Third party payment systems also resulted in other problems for practitioners — the loss of autonomy for key decisions for their practices due to third party payment organizations going on averages rather than focusing on the individual circumstances of patients. The goals of a third party payor became those treatments that are less expensive meaning short term therapies. To be a practitioner also in today’s world one goal can be to be independent of third party payment systems or be part of third party payment systems and assume the risks which include needing staff to assist with back office systems for compliance as well as the expenses of computerized reporting and billing. Despite these factors the field is still growing, and psychologists are coping despite the threat of even more changes coming such as value billing, outcome- based payment systems, balanced score cards, CEU creep. Psychologists are also seeing more and more the value of diversification of their practices from pathology focus to use of their same technology for performance enhancement orientations such as in executive and manager development programs in organizations, stress management programs, wellness-oriented programs with spa and retreat settings, more application to what is called human factors engineering — much of this work being independent of insurance and healthcare practice restrictions.

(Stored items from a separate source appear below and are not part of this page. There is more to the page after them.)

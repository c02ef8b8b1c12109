//! `room-server` process entrypoint: load config, connect the bus, serve
//! WebSocket clients until signalled to stop.

use std::sync::Arc;

use room_fleet::bus::Bus;
use room_fleet::config::RoomServerConfig;
use room_fleet::server::http;

#[actix_web::main]
async fn main() -> std::io::Result<()> {
    tracing_subscriber::fmt()
        .with_env_filter(tracing_subscriber::EnvFilter::from_default_env())
        .init();

    let config = RoomServerConfig::load().map_err(|err| std::io::Error::other(err.to_string()))?;

    #[cfg(feature = "nats")]
    let bus: Arc<dyn Bus> = Arc::new(
        room_fleet::bus::nats::NatsBus::connect(&config.bus_url)
            .await
            .map_err(|err| std::io::Error::other(err.to_string()))?,
    );
    #[cfg(not(feature = "nats"))]
    let bus: Arc<dyn Bus> = Arc::new(room_fleet::bus::memory::InMemoryBus::new());

    http::start(config, bus).await
}
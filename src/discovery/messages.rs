use actix::Message;

use crate::token::{GenerateTokenOpts, TokenError};

/// Mint a join token on behalf of the embedding application.
#[derive(Message)]
#[rtype(result = "Result<String, TokenError>")]
pub struct GenerateToken(pub GenerateTokenOpts);

/// Current client count of one room server, by `publicUrl`.
#[derive(Message)]
#[rtype(result = "Option<u64>")]
pub struct GetClientCount(pub String);

/// A linear min-scan by `clientCount`, ties broken by iteration order.
#[derive(Message)]
#[rtype(result = "Option<LeastLoadedServer>")]
pub struct GetLeastLoadedServer;

#[derive(Debug, Clone, PartialEq, Eq)]
pub struct LeastLoadedServer {
    pub public_url: String,
    pub client_count: u64,
}

/// Minimal introspection surface for `GET /servers`: every other `Discovery`
/// operation is keyed by a `publicUrl` the caller is assumed to already
/// know, and the HTTP API needs a way to list them.
#[derive(Message)]
#[rtype(result = "Vec<ServerSummary>")]
pub struct ListServers;

#[derive(Debug, Clone, serde::Serialize)]
#[serde(rename_all = "camelCase")]
pub struct ServerSummary {
    pub public_url: String,
    pub client_count: u64,
    pub room_count: usize,
}

/// Re-publish an opaque payload on the `broadcast` bus subject.
#[derive(Message)]
#[rtype(result = "()")]
pub struct Broadcast(pub String);

/// Idempotent; unsubscribes and stops the liveness loop.
#[derive(Message)]
#[rtype(result = "()")]
pub struct Stop;

/// Typed event surface mirroring this instance's fleet-wide view. Delivered
/// synchronously relative to the mirror state change that produced it.
#[derive(Debug, Clone)]
pub enum DiscoveryEvent {
    NewServer { public_url: String },
    ServerRemoved { public_url: String },
    NewRoom { public_url: String, room_id: String },
    RoomRemoved { public_url: String, room_id: String },
    RoomJoined { public_url: String, room_id: String, client_id: String },
    RoomLeft { public_url: String, room_id: String, client_id: String },
}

A noticeable trend is that of psychologists making an impact and shaping the environment they practice in rather than being mainly reactive — this is more and more going on management by plan rather than reactive. It involves getting involved in the mainstream and collaboration with other fields to increase the scope of their practices. This involves licensing mobility systems. Even the parent organization of the field is moving in a different direction — from focus on benefiting society to both benefiting society and the guild issues in the profession. It is in general a movement from System One Management to System Four Management Style.

A trend that is of much benefit to psychologists and the field is that of behavioral economics which has as key underpinnings the process of perception, projection, affect, thinking and behavior associated with economic activity such as supply, demand, buy and sell decisions, as well as about bias which is reference to unconscious factors in decision making. Major underpinnings psychologists have are related to describe, predict and control factors regarding behaviors. Specifically, implementation of these aspects of practice are interviewing skills, testing, research -- all of which go into implementation of therapeutic programming. The generic skills and underpinnings of healthcare setting psychologists can be translated to the language of the corporate settings.

As overview of some important trends the following is noteworthy: increase in scope of services from healthcare to corporate settings — from interventions targeted to pathology to interventions based on strengths and performance enhancements; integration to the mainstream — to visibility — from psychotherapy to coaching, management and executive development, increased assertion and attention to guild issues and the development of scope of practice, licensing mobility, development of systems to manage compliance and regulatory issues and a move in the parent organizations (such as APA) to not only benefit of society but guild issues and enhancement of opportunities for members.

Another way to express what is going on is a look at what the practice of psychology can be given the current environment — it can be made up of psychologists and others in practices who may fit into three categories of functioning — Finders who are really marketeers (they find clients), Minders who provide the services, and Grinders who do administrative functions. Members of DCPA are moving in these directions and DCPA Board members are being influential. Washington, DC has about 1400 Licensed Psychologists and only about 10% of that group are members of DCPA. To fulfill DCPA’s vision and mission in timely fashion increase in number of members is needed and it is expected that will occur.